Archaeological evidence from the Neolithic age indicates that cattle were already being bred in the area that is now the Swiss Confederation. So it is likely that people who used animal milk were also looking for a way to preserve this highly perishable but important foodstuff.

For centuries, the main product made from curdled milk was cottage cheese. The hard-cheese tradition was introduced to the Alpine regions by the Romans. The first mention of ‘Swiss’ cheese was made by the Roman historian Pliny the Elder in the first century: he described what he called “Caseus Helveticus”, the cheese of the Helvetians, who populated the territory of present-day Switzerland at that time. The first medieval source that mentions cheesemaking dates back to 1115 and comes from the Pays d’Enhaut in the former county of Gruyère. The Handfeste, or charter, of the city of Burgdorf from the year 1273 also refers to the cheesemaking in the Emmental valley.

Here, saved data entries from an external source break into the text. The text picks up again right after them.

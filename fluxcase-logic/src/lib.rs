#![warn(missing_docs)]
//! Fluxcase Logic - Case Grammar and Verdicts
//!
//! Parses case strings into argument vectors and expected-outcome sets,
//! loads the registered corpus, and compares executions against cases.

mod case;
mod corpus;
mod error;
mod lexer;
mod parser;
mod verdict;

pub use case::{Case, Expected, ExpectedOutcome};
pub use corpus::{CaseEntry, Corpus, MethodUnderTest};
pub use error::{ParseError, ParseErrorKind};
pub use parser::{parse_args, parse_case, parse_expected};
pub use verdict::{Verdict, VerdictKind, VerdictSummary, aggregate_verdicts, compare};
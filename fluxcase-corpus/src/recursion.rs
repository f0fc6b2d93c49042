//! Self-calls, bounded and unbounded.

use fluxcase::prelude::*;

#[method(tags = "recursive")]
#[case("(0) -> ok")]
#[case("(10) -> ok")]
#[case("(-1) -> stack overflow")]
fn factorial(n: i64) -> i64 {
    let _frame = enter_frame();
    if n == 0 {
        1
    } else {
        n.wrapping_mul(factorial(n - 1))
    }
}

#[method(tags = "recursive")]
#[case("(20) -> ok")]
#[case("(-3) -> stack overflow")]
fn fibonacci(n: i32) -> i64 {
    fn fib(n: i32, a: i64, b: i64) -> i64 {
        let _frame = enter_frame();
        if n == 0 { a } else { fib(n - 1, b, a.wrapping_add(b)) }
    }
    fib(n, 0, 1)
}

#[method(tags = "recursive")]
#[case("(\"racecar\") -> ok")]
#[case("(\"fluxcase\") -> assertion error")]
#[case("(\"\") -> ok")]
fn palindrome(s: String) {
    fn check(chars: &[char]) -> bool {
        let _frame = enter_frame();
        match chars {
            [] | [_] => true,
            [first, middle @ .., last] => first == last && check(middle),
        }
    }
    let chars: Vec<char> = s.chars().collect();
    flux_assert!(check(&chars));
}

#[method(tags = "recursive")]
#[case("([I: 1, 3, 5, 7, 9], 7) -> ok")]
#[case("([I: 1, 3, 5, 7, 9], 4) -> assertion error")]
#[case("([I: ], 1) -> assertion error")]
fn binary_search(items: Vec<i32>, target: i32) -> i32 {
    fn search(items: &[i32], target: i32, lo: i32, hi: i32) -> i32 {
        let _frame = enter_frame();
        if lo > hi {
            return -1;
        }
        let mid = lo + ops::div(hi - lo, 2);
        let value = *ops::index(items, mid);
        if value == target {
            mid
        } else if value < target {
            search(items, target, mid + 1, hi)
        } else {
            search(items, target, lo, mid - 1)
        }
    }
    let last = i32::try_from(items.len()).unwrap_or(i32::MAX) - 1;
    let found = search(&items, target, 0, last);
    flux_assert!(found >= 0);
    found
}
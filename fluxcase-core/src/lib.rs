#![warn(missing_docs)]
//! Fluxcase Core - Case Runtime
//!
//! This crate provides what a benchmark method needs at run time:
//! - `ArgValue` / `ParamType` value model and `FromArg` binding
//! - The closed outcome taxonomy and typed `Fault` payloads
//! - Faulting operations (`ops`) and depth / step guards
//! - Guarded invocation with an optional wall-clock budget
//! - The link-time registry of `#[fluxcase::method]` definitions

mod bind;
mod guard;
mod invoke;
pub mod ops;
mod outcome;
mod value;

pub use bind::{BindError, FromArg, Ref};
pub use guard::{CallLimits, DEFAULT_MAX_DEPTH, FrameGuard, checkpoint, current_depth, enter_frame};
pub use invoke::{
    Execution, HarnessError, RawOutcome, call, execute, execute_with_budget,
    install_quiet_panic_hook,
};
pub use outcome::{
    Actual, Classified, Fault, Interrupted, OutcomeCategory, classify_panic, panic_message,
};
pub use value::{ArgValue, ParamType, ValueKind};

use serde::{Deserialize, Serialize};
use std::fmt;

/// Type-erased entry point generated for every registered method.
pub type InvokeFn = fn(&[ArgValue]) -> Result<Option<String>, BindError>;

/// Method definition registered via `#[fluxcase::method]`
#[derive(Debug, Clone)]
pub struct MethodDef {
    /// Qualified identifier, `module::path::fn_name` unless overridden
    pub id: &'static str,
    /// Function name
    pub name: &'static str,
    /// Explicit class; falls back to the last module segment
    pub class: Option<&'static str>,
    /// Structural tags consulted by the budget policy
    pub tags: &'static [Tag],
    /// Case strings in declaration order, unparsed
    pub cases: &'static [&'static str],
    /// Declared parameter types
    pub params_fn: fn() -> Vec<ParamType>,
    /// Binds arguments and calls the function
    pub invoke_fn: InvokeFn,
    /// Source file path
    pub file: &'static str,
    /// Source line number
    pub line: u32,
    /// Module path
    pub module_path: &'static str,
}

impl MethodDef {
    /// Declared class, or the last module path segment.
    pub fn class_name(&self) -> &'static str {
        self.class.unwrap_or_else(|| {
            self.module_path
                .rsplit("::")
                .next()
                .unwrap_or(self.module_path)
        })
    }

    /// Parameter types in declaration order.
    pub fn params(&self) -> Vec<ParamType> {
        (self.params_fn)()
    }

    /// Whether the method carries `tag`.
    pub fn has_tag(&self, tag: Tag) -> bool {
        self.tags.contains(&tag)
    }

    /// Whether the method's shape calls for an execution budget.
    pub fn is_budgeted(&self) -> bool {
        self.tags.iter().any(|tag| tag.is_budgeted())
    }

    /// `class::name`, the short form used in listings.
    pub fn short_name(&self) -> String {
        format!("{}::{}", self.class_name(), self.name)
    }

    /// Rendered signature, e.g. `divide(int, int)`.
    pub fn signature(&self) -> String {
        let params: Vec<String> = self.params().iter().map(|p| p.to_string()).collect();
        format!("{}({})", self.name, params.join(", "))
    }
}

/// Structural hint about a method's shape.
#[derive(Debug, Clone, Copy, PartialEq, Eq, Hash, Serialize, Deserialize)]
#[serde(rename_all = "lowercase")]
pub enum Tag {
    /// Contains iteration that may not terminate
    Loop,
    /// Calls itself
    Recursive,
}

impl Tag {
    /// Name as written in `tags = "..."`.
    pub fn as_str(self) -> &'static str {
        match self {
            Tag::Loop => "loop",
            Tag::Recursive => "recursive",
        }
    }

    /// Parse a tag name; case-sensitive.
    pub fn from_name(name: &str) -> Option<Self> {
        match name {
            "loop" => Some(Tag::Loop),
            "recursive" => Some(Tag::Recursive),
            _ => None,
        }
    }

    /// Whether methods with this tag run under the loop budget.
    pub fn is_budgeted(self) -> bool {
        matches!(self, Tag::Loop | Tag::Recursive)
    }
}

impl fmt::Display for Tag {
    fn fmt(&self, f: &mut fmt::Formatter<'_>) -> fmt::Result {
        f.write_str(self.as_str())
    }
}

// Collect all registered methods
inventory::collect!(MethodDef);

/// All registered methods in declaration order (source file, then line).
pub fn registered_methods() -> Vec<&'static MethodDef> {
    let mut methods: Vec<&'static MethodDef> = inventory::iter::<MethodDef>.into_iter().collect();
    methods.sort_by(|a, b| (a.file, a.line, a.id).cmp(&(b.file, b.line, b.id)));
    methods
}

/// Look up a method by qualified id, then by `class::name`, then by bare name.
///
/// Each form only resolves when it is unambiguous.
pub fn find_method(query: &str) -> Option<&'static MethodDef> {
    let methods = registered_methods();
    let exact: Vec<_> = methods.iter().filter(|m| m.id == query).collect();
    match exact.len() {
        0 => {}
        1 => return Some(*exact[0]),
        // Ambiguous id, never guess
        _ => return None,
    }

    let short: Vec<_> = methods
        .iter()
        .filter(|m| m.short_name() == query)
        .collect();
    if short.len() == 1 {
        return Some(*short[0]);
    }

    let bare: Vec<_> = methods.iter().filter(|m| m.name == query).collect();
    if bare.len() == 1 {
        return Some(*bare[0]);
    }
    None
}

/// Anchor to prevent LTO from stripping inventory entries
#[used]
#[doc(hidden)]
pub static REGISTRY_ANCHOR: fn() = || {
    for _ in inventory::iter::<MethodDef> {}
};

#[cfg(test)]
mod tests {
    use super::*;

    fn params() -> Vec<ParamType> {
        vec![ParamType::Int, ParamType::Nullable(Box::new(ParamType::Str))]
    }

    fn invoke(_args: &[ArgValue]) -> Result<Option<String>, BindError> {
        Ok(None)
    }

    inventory::submit! {
        MethodDef {
            id: "fluxcase_core::tests::registered",
            name: "registered",
            class: None,
            tags: &[Tag::Recursive],
            cases: &["(1, null) -> ok"],
            params_fn: params,
            invoke_fn: invoke,
            file: file!(),
            line: line!(),
            module_path: module_path!(),
        }
    }

    inventory::submit! {
        MethodDef {
            id: "fluxcase_core::tests::shared",
            name: "shared_first",
            class: None,
            tags: &[],
            cases: &["() -> ok"],
            params_fn: Vec::new,
            invoke_fn: invoke,
            file: file!(),
            line: line!(),
            module_path: module_path!(),
        }
    }

    inventory::submit! {
        MethodDef {
            id: "fluxcase_core::tests::shared",
            name: "shared_second",
            class: None,
            tags: &[],
            cases: &["() -> ok"],
            params_fn: Vec::new,
            invoke_fn: invoke,
            file: file!(),
            line: line!(),
            module_path: module_path!(),
        }
    }

    #[test]
    fn test_shared_id_is_not_resolved() {
        assert!(find_method("fluxcase_core::tests::shared").is_none());
        assert_eq!(
            find_method("shared_second").map(|d| d.name),
            Some("shared_second")
        );
    }

    #[test]
    fn test_registry_lookup() {
        let def = find_method("fluxcase_core::tests::registered").unwrap();
        assert_eq!(def.class_name(), "tests");
        assert!(def.is_budgeted());
        assert_eq!(def.signature(), "registered(int, string?)");
        assert_eq!(find_method("tests::registered").map(|d| d.id), Some(def.id));
        assert!(find_method("missing").is_none());
    }

    #[test]
    fn test_tag_names() {
        assert_eq!(Tag::from_name("loop"), Some(Tag::Loop));
        assert_eq!(Tag::from_name("Loop"), None);
        assert_eq!(Tag::Recursive.to_string(), "recursive");
    }
}
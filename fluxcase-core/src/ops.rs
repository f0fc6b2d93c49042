//! Faulting Operations
//!
//! Checked counterparts of the operations whose failure modes make up the
//! outcome taxonomy. Benchmark bodies call these instead of the native
//! operators so a fault surfaces as a typed [`Fault`] payload rather than a
//! plain panic.

use crate::outcome::Fault;
use std::any::Any;
use std::panic::{self, AssertUnwindSafe};

/// Unwind with `fault` as the panic payload.
#[track_caller]
pub fn raise(fault: Fault) -> ! {
    panic::panic_any(fault)
}

/// Assert a condition inside a benchmark body, raising [`Fault::Assertion`].
///
/// ```ignore
/// flux_assert!(x > 0);
/// ```
#[macro_export]
macro_rules! flux_assert {
    ($cond:expr $(,)?) => {
        if !$cond {
            $crate::ops::raise($crate::Fault::Assertion);
        }
    };
    ($cond:expr, $($arg:tt)+) => {
        if !$cond {
            $crate::ops::raise($crate::Fault::Assertion);
        }
    };
}

/// Integer types with checked division.
pub trait Integral: Copy {
    /// Whether this is the zero divisor
    fn is_zero(self) -> bool;
    /// Truncating quotient; `MIN / -1` wraps
    fn wrapping_quot(self, rhs: Self) -> Self;
    /// Remainder with the dividend's sign; `MIN % -1` is zero
    fn wrapping_modulo(self, rhs: Self) -> Self;
}

macro_rules! impl_integral {
    ($($t:ty),*) => {
        $(
            impl Integral for $t {
                #[inline]
                fn is_zero(self) -> bool {
                    self == 0
                }

                #[inline]
                fn wrapping_quot(self, rhs: Self) -> Self {
                    self.wrapping_div(rhs)
                }

                #[inline]
                fn wrapping_modulo(self, rhs: Self) -> Self {
                    self.wrapping_rem(rhs)
                }
            }
        )*
    };
}

impl_integral!(i8, i16, i32, i64);

/// Truncating division; a zero divisor raises [`Fault::DivideByZero`].
///
/// `MIN / -1` wraps.
#[track_caller]
pub fn div<T: Integral>(lhs: T, rhs: T) -> T {
    if rhs.is_zero() {
        raise(Fault::DivideByZero);
    }
    lhs.wrapping_quot(rhs)
}

/// Remainder with the sign of the dividend; a zero divisor raises [`Fault::DivideByZero`].
#[track_caller]
pub fn rem<T: Integral>(lhs: T, rhs: T) -> T {
    if rhs.is_zero() {
        raise(Fault::DivideByZero);
    }
    lhs.wrapping_modulo(rhs)
}

/// Character at a zero-based position (counted in chars).
#[track_caller]
pub fn char_at(s: &str, index: i32) -> char {
    usize::try_from(index)
        .ok()
        .and_then(|i| s.chars().nth(i))
        .unwrap_or_else(|| raise(Fault::OutOfBounds))
}

/// Substring over the char range `begin..end`.
///
/// Raises [`Fault::OutOfBounds`] unless `0 <= begin <= end <= len`.
#[track_caller]
pub fn substring(s: &str, begin: i32, end: i32) -> String {
    let len = s.chars().count();
    let (Ok(b), Ok(e)) = (usize::try_from(begin), usize::try_from(end)) else {
        raise(Fault::OutOfBounds);
    };
    if b > e || e > len {
        raise(Fault::OutOfBounds);
    }
    s.chars().skip(b).take(e - b).collect()
}

/// Bounds-checked element access.
#[track_caller]
pub fn index<T>(items: &[T], i: i32) -> &T {
    usize::try_from(i)
        .ok()
        .and_then(|i| items.get(i))
        .unwrap_or_else(|| raise(Fault::OutOfBounds))
}

/// Bounds-checked mutable element access.
#[track_caller]
pub fn index_mut<T>(items: &mut [T], i: i32) -> &mut T {
    match usize::try_from(i) {
        Ok(i) if i < items.len() => &mut items[i],
        _ => raise(Fault::OutOfBounds),
    }
}

/// Allocate a default-filled array; a negative length raises [`Fault::NegativeArraySize`].
#[track_caller]
pub fn new_array<T: Default + Clone>(len: i32) -> Vec<T> {
    match usize::try_from(len) {
        Ok(len) => vec![T::default(); len],
        Err(_) => raise(Fault::NegativeArraySize),
    }
}

/// Downcast a dynamically typed value, raising [`Fault::ClassCast`] on a type mismatch.
#[track_caller]
pub fn cast<T: Any>(value: &dyn Any) -> &T {
    value
        .downcast_ref::<T>()
        .unwrap_or_else(|| raise(Fault::ClassCast))
}

/// Run `body`, handling exactly one fault kind.
///
/// Returns `Err(fault)` when `body` raised `handled`. Any other payload
/// (other faults, interruptions, plain panics) continues unwinding.
pub fn catching<T>(handled: Fault, body: impl FnOnce() -> T) -> Result<T, Fault> {
    match panic::catch_unwind(AssertUnwindSafe(body)) {
        Ok(value) => Ok(value),
        Err(payload) => match payload.downcast_ref::<Fault>() {
            Some(fault) if *fault == handled => Err(*fault),
            _ => panic::resume_unwind(payload),
        },
    }
}

#[cfg(test)]
mod tests {
    use super::*;

    fn fault_of<T>(f: impl FnOnce() -> T) -> Option<Fault> {
        let payload = panic::catch_unwind(AssertUnwindSafe(f)).err()?;
        payload.downcast_ref::<Fault>().copied()
    }

    #[test]
    fn test_div_by_zero() {
        assert_eq!(fault_of(|| div(1, 0)), Some(Fault::DivideByZero));
        assert_eq!(fault_of(|| rem(1i64, 0)), Some(Fault::DivideByZero));
        assert_eq!(div(7, 2), 3);
        assert_eq!(rem(-7, 2), -1);
    }

    #[test]
    fn test_div_min_wraps() {
        assert_eq!(div(i32::MIN, -1), i32::MIN);
        assert_eq!(rem(i32::MIN, -1), 0);
    }

    #[test]
    fn test_char_at_bounds() {
        assert_eq!(char_at("hello", 1), 'e');
        assert_eq!(fault_of(|| char_at("hello", 5)), Some(Fault::OutOfBounds));
        assert_eq!(fault_of(|| char_at("hello", -1)), Some(Fault::OutOfBounds));
    }

    #[test]
    fn test_substring_bounds() {
        assert_eq!(substring("hello", 1, 3), "el");
        assert_eq!(substring("hello", 5, 5), "");
        assert_eq!(fault_of(|| substring("hello", 3, 2)), Some(Fault::OutOfBounds));
        assert_eq!(fault_of(|| substring("hello", 0, 6)), Some(Fault::OutOfBounds));
    }

    #[test]
    fn test_new_array_negative() {
        assert_eq!(new_array::<i32>(3), vec![0, 0, 0]);
        assert!(new_array::<i32>(0).is_empty());
        assert_eq!(
            fault_of(|| new_array::<i32>(-5)),
            Some(Fault::NegativeArraySize)
        );
    }

    #[test]
    fn test_cast() {
        let boxed: Box<dyn Any> = Box::new(42i32);
        assert_eq!(*cast::<i32>(&*boxed), 42);
        assert_eq!(
            fault_of(|| *cast::<String>(&*boxed) == "x"),
            Some(Fault::ClassCast)
        );
    }

    #[test]
    fn test_flux_assert() {
        assert_eq!(fault_of(|| crate::flux_assert!(1 > 2)), Some(Fault::Assertion));
        assert_eq!(fault_of(|| crate::flux_assert!(2 > 1)), None);
    }

    #[test]
    fn test_catching_handles_only_named_fault() {
        let handled = catching(Fault::DivideByZero, || div(1, 0));
        assert_eq!(handled, Err(Fault::DivideByZero));

        let escaped = fault_of(|| catching(Fault::NullPointer, || div(1, 0)));
        assert_eq!(escaped, Some(Fault::DivideByZero));
    }
}
//! Run metadata: which tree, which machine, which settings.

use chrono::Utc;
use fluxcase_report::{ReportConfig, ReportMeta, SCHEMA_VERSION, SystemInfo};
use std::process::Command;

/// Metadata block for a report produced now.
pub fn build_report_meta(config: ReportConfig) -> ReportMeta {
    ReportMeta {
        schema_version: SCHEMA_VERSION,
        version: env!("CARGO_PKG_VERSION").to_string(),
        timestamp: Utc::now(),
        git_commit: git_line(&["rev-parse", "HEAD"]),
        git_branch: git_line(&["rev-parse", "--abbrev-ref", "HEAD"]),
        system: system_info(),
        config,
    }
}

fn system_info() -> SystemInfo {
    SystemInfo {
        os: std::env::consts::OS.to_string(),
        os_version: kernel_release().unwrap_or_else(|| std::env::consts::ARCH.to_string()),
        cpu: cpu_model().unwrap_or_else(|| "Unknown".to_string()),
        cpu_cores: num_cpus(),
    }
}

/// First line of a successful `git` invocation in the working directory.
fn git_line(args: &[&str]) -> Option<String> {
    let output = Command::new("git").args(args).output().ok()?;
    if !output.status.success() {
        return None;
    }
    let text = String::from_utf8(output.stdout).ok()?;
    let line = text.lines().next()?.trim();
    (!line.is_empty()).then(|| line.to_string())
}

#[cfg(target_os = "linux")]
fn cpu_model() -> Option<String> {
    let cpuinfo = std::fs::read_to_string("/proc/cpuinfo").ok()?;
    cpuinfo.lines().find_map(|line| {
        let (key, value) = line.split_once(':')?;
        (key.trim() == "model name").then(|| value.trim().to_string())
    })
}

#[cfg(not(target_os = "linux"))]
fn cpu_model() -> Option<String> {
    None
}

#[cfg(target_os = "linux")]
fn kernel_release() -> Option<String> {
    let release = std::fs::read_to_string("/proc/sys/kernel/osrelease").ok()?;
    Some(release.trim().to_string()).filter(|r| !r.is_empty())
}

#[cfg(not(target_os = "linux"))]
fn kernel_release() -> Option<String> {
    None
}

/// Available parallelism, at least 1.
pub fn num_cpus() -> u32 {
    std::thread::available_parallelism()
        .map(|n| u32::try_from(n.get()).unwrap_or(u32::MAX))
        .unwrap_or(1)
}

#[cfg(test)]
mod tests {
    use super::*;

    #[test]
    fn test_meta_carries_config() {
        let meta = build_report_meta(ReportConfig {
            isolation: "in-process".to_string(),
            jobs: 2,
            loop_timeout_ms: 250,
            case_timeout_ms: None,
            max_steps: Some(100),
            max_depth: 64,
        });
        assert_eq!(meta.schema_version, SCHEMA_VERSION);
        assert_eq!(meta.config.jobs, 2);
        assert_eq!(meta.system.os, std::env::consts::OS);
        assert!(meta.system.cpu_cores >= 1);
    }
}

Up until the early Middle Ages, the population of our region was almost entirely self-sufficient. The Alpine valleys were inhabited only where cereal crops could be grown. The Alps and their foothills had always been dominated by dairy farming. And wherever milk was produced, it had to be preserved, which meant turning it into butter, Ziger (whey cheese), quark and cheese. As the efficiency of the transport system improved, people were able to settle the more remote Alpine valleys. This resulted in the traditional ‘mush’ (mostly cabbage or crushed grains) being replaced by cheese as the staple food. It was known simply as d’Spys, which means ‘food’.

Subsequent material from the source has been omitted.